A topology made by Andres and Myers in 2013 placed the species Coloborhynchus clavirostris and C. wadleighi (now generally considered as Uktenadactylus) within the family Ornithocheiridae as sister taxa to Ornithocheirus simus, and the family itself is placed within the more inclusive clade Ornithocheirae. Later, in 2019, Pentland et al. recovered a similar result to the one by Andres and Myers in 2013 where Coloborhynchus is the sister taxon of Ornithocheirus. Their cladogram is shown on the left.
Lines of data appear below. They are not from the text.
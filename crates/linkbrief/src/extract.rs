//! HTML metadata extraction
//!
//! Extraction never fails: malformed markup or missing tags degrade to empty
//! strings and safe defaults. The [`Extractor`] trait lets callers swap the
//! implementation; [`HtmlExtractor`] parses the document structurally.

use crate::text::{collapse_whitespace, truncate_chars};
use crate::types::WebMetadata;
use crate::urls::{origin_of, resolve_url};
use scraper::{ElementRef, Html, Node};

/// Maximum characters of body text kept in [`WebMetadata::content`]
pub const MAX_CONTENT_CHARS: usize = 8000;

/// Elements whose subtree never counts as page content
const STRIPPED_ELEMENTS: &[&str] = &["script", "style", "nav", "footer", "header", "aside"];

/// Elements that separate words even when the markup has no whitespace
const BLOCK_ELEMENTS: &[&str] = &[
    "p", "div", "br", "h1", "h2", "h3", "h4", "h5", "h6", "li", "tr", "td", "th", "section",
    "article", "main", "ul", "ol", "table", "blockquote", "pre", "figure", "figcaption", "dd",
    "dt",
];

/// Turns raw HTML into page metadata
pub trait Extractor: Send + Sync {
    /// Identifier for logging
    fn name(&self) -> &'static str;

    /// Extract metadata from `html` fetched from `base_url`
    ///
    /// Must be pure: the same input always yields the same output.
    fn extract(&self, html: &str, base_url: &str) -> WebMetadata;
}

/// Structural HTML extractor built on `scraper`
#[derive(Debug, Clone)]
pub struct HtmlExtractor {
    max_content_chars: usize,
}

impl HtmlExtractor {
    /// Create an extractor with the default content bound
    pub fn new() -> Self {
        Self {
            max_content_chars: MAX_CONTENT_CHARS,
        }
    }

    /// Override the content bound
    pub fn with_max_content_chars(mut self, max_chars: usize) -> Self {
        self.max_content_chars = max_chars;
        self
    }
}

impl Default for HtmlExtractor {
    fn default() -> Self {
        Self::new()
    }
}

impl Extractor for HtmlExtractor {
    fn name(&self) -> &'static str {
        "html"
    }

    fn extract(&self, html: &str, base_url: &str) -> WebMetadata {
        let document = Html::parse_document(html);
        let page = PageScan::scan(&document);

        let title = page
            .title
            .clone()
            .or_else(|| page.meta("property", "og:title"))
            .or_else(|| page.meta("name", "title"))
            .unwrap_or_else(|| base_url.to_string());

        let description = page
            .meta("name", "description")
            .or_else(|| page.meta("property", "og:description"))
            .unwrap_or_default();

        let image_url = page
            .meta("property", "og:image")
            .or_else(|| page.meta("name", "image"))
            .map(|candidate| resolve_url(&candidate, base_url))
            .filter(|resolved| !resolved.is_empty());

        let favicon_url = page
            .icon("icon")
            .or_else(|| page.icon("shortcut icon"))
            .map(|candidate| resolve_url(&candidate, base_url))
            .filter(|resolved| !resolved.is_empty())
            .or_else(|| origin_of(base_url).map(|origin| format!("{}/favicon.ico", origin)));

        let content = page
            .body
            .map(|body| visible_text(body, self.max_content_chars))
            .unwrap_or_default();

        WebMetadata {
            title,
            description,
            image_url,
            favicon_url,
            content,
            url: base_url.to_string(),
        }
    }
}

/// Single pass over the document collecting the tags we care about
struct PageScan<'a> {
    title: Option<String>,
    /// `(attribute, key, content)` for every `<meta>` with content
    metas: Vec<(&'static str, String, String)>,
    /// `(rel, href)` for every `<link>` with an href
    links: Vec<(String, String)>,
    body: Option<ElementRef<'a>>,
}

impl<'a> PageScan<'a> {
    fn scan(document: &'a Html) -> Self {
        let mut page = PageScan {
            title: None,
            metas: Vec::new(),
            links: Vec::new(),
            body: None,
        };

        for node in document.root_element().descendants() {
            let Some(element) = ElementRef::wrap(node) else {
                continue;
            };
            let value = element.value();
            match value.name() {
                "title" if page.title.is_none() => {
                    let text = collapse_whitespace(&element.text().collect::<String>());
                    if !text.is_empty() {
                        page.title = Some(text);
                    }
                }
                "meta" => {
                    let Some(content) = value.attr("content").map(str::trim) else {
                        continue;
                    };
                    if content.is_empty() {
                        continue;
                    }
                    for attr in ["property", "name"] {
                        if let Some(key) = value.attr(attr) {
                            page.metas.push((
                                attr,
                                key.trim().to_ascii_lowercase(),
                                content.to_string(),
                            ));
                        }
                    }
                }
                "link" => {
                    if let (Some(rel), Some(href)) = (value.attr("rel"), value.attr("href")) {
                        let href = href.trim();
                        if !href.is_empty() {
                            let rel = collapse_whitespace(rel).to_ascii_lowercase();
                            page.links.push((rel, href.to_string()));
                        }
                    }
                }
                "body" if page.body.is_none() => page.body = Some(element),
                _ => {}
            }
        }

        page
    }

    /// First non-empty `content` of a `<meta>` whose `attr` equals `key`
    fn meta(&self, attr: &str, key: &str) -> Option<String> {
        self.metas
            .iter()
            .find(|(a, k, _)| *a == attr && k == key)
            .map(|(_, _, content)| content.clone())
    }

    /// First `href` of a `<link>` whose `rel` equals `rel`
    fn icon(&self, rel: &str) -> Option<String> {
        self.links
            .iter()
            .find(|(r, _)| r == rel)
            .map(|(_, href)| href.clone())
    }
}

/// Text of `body` outside stripped elements, whitespace-collapsed and bounded
fn visible_text(body: ElementRef<'_>, max_chars: usize) -> String {
    let mut raw = String::new();
    // `None` marks the end of a block element
    let mut stack = vec![Some(*body)];

    while let Some(entry) = stack.pop() {
        let Some(node) = entry else {
            raw.push(' ');
            continue;
        };
        match node.value() {
            Node::Text(text) => raw.push_str(text),
            Node::Element(element) if STRIPPED_ELEMENTS.contains(&element.name()) => {}
            Node::Element(element) => {
                if BLOCK_ELEMENTS.contains(&element.name()) {
                    raw.push(' ');
                    stack.push(None);
                }
                stack.extend(node.children().rev().map(Some));
            }
            _ => {}
        }
    }

    let collapsed = collapse_whitespace(&raw);
    truncate_chars(&collapsed, max_chars).trim_end().to_string()
}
In 2018, Jacobs et al. also recovered a similar cladogram compared to Andres and Myers (2013), where both Coloborhynchus and Siroccopteryx were assigned to the Ornithocheiridae, however, unlike the study made by Andres and Myers, they used the name Uktenadactylus wadleighi to refer to C. wadleighi in their analysis. They published their conclusion in 2019. However, many subsequent analyses made in 2019 and 2020 have recovered Coloborhynchus within the family Anhangueridae, more specifically within the subfamily Coloborhynchinae. The cladogram on the left shows a phylogenetic analysis made by Borja Holgado and Rubi Pêgas in 2020.

Topology 1: Pentland et al. (2019).

Topology 2: Holgado & Pêgas (2020).

==Paleobiology==
Similar to most anhanguerids, Coloborhynchus is traditionally thought to be an oceanic piscivore. However one study found it among the carnivorous pterosaur taxa, as opposed to several other piscivore and insectivore species.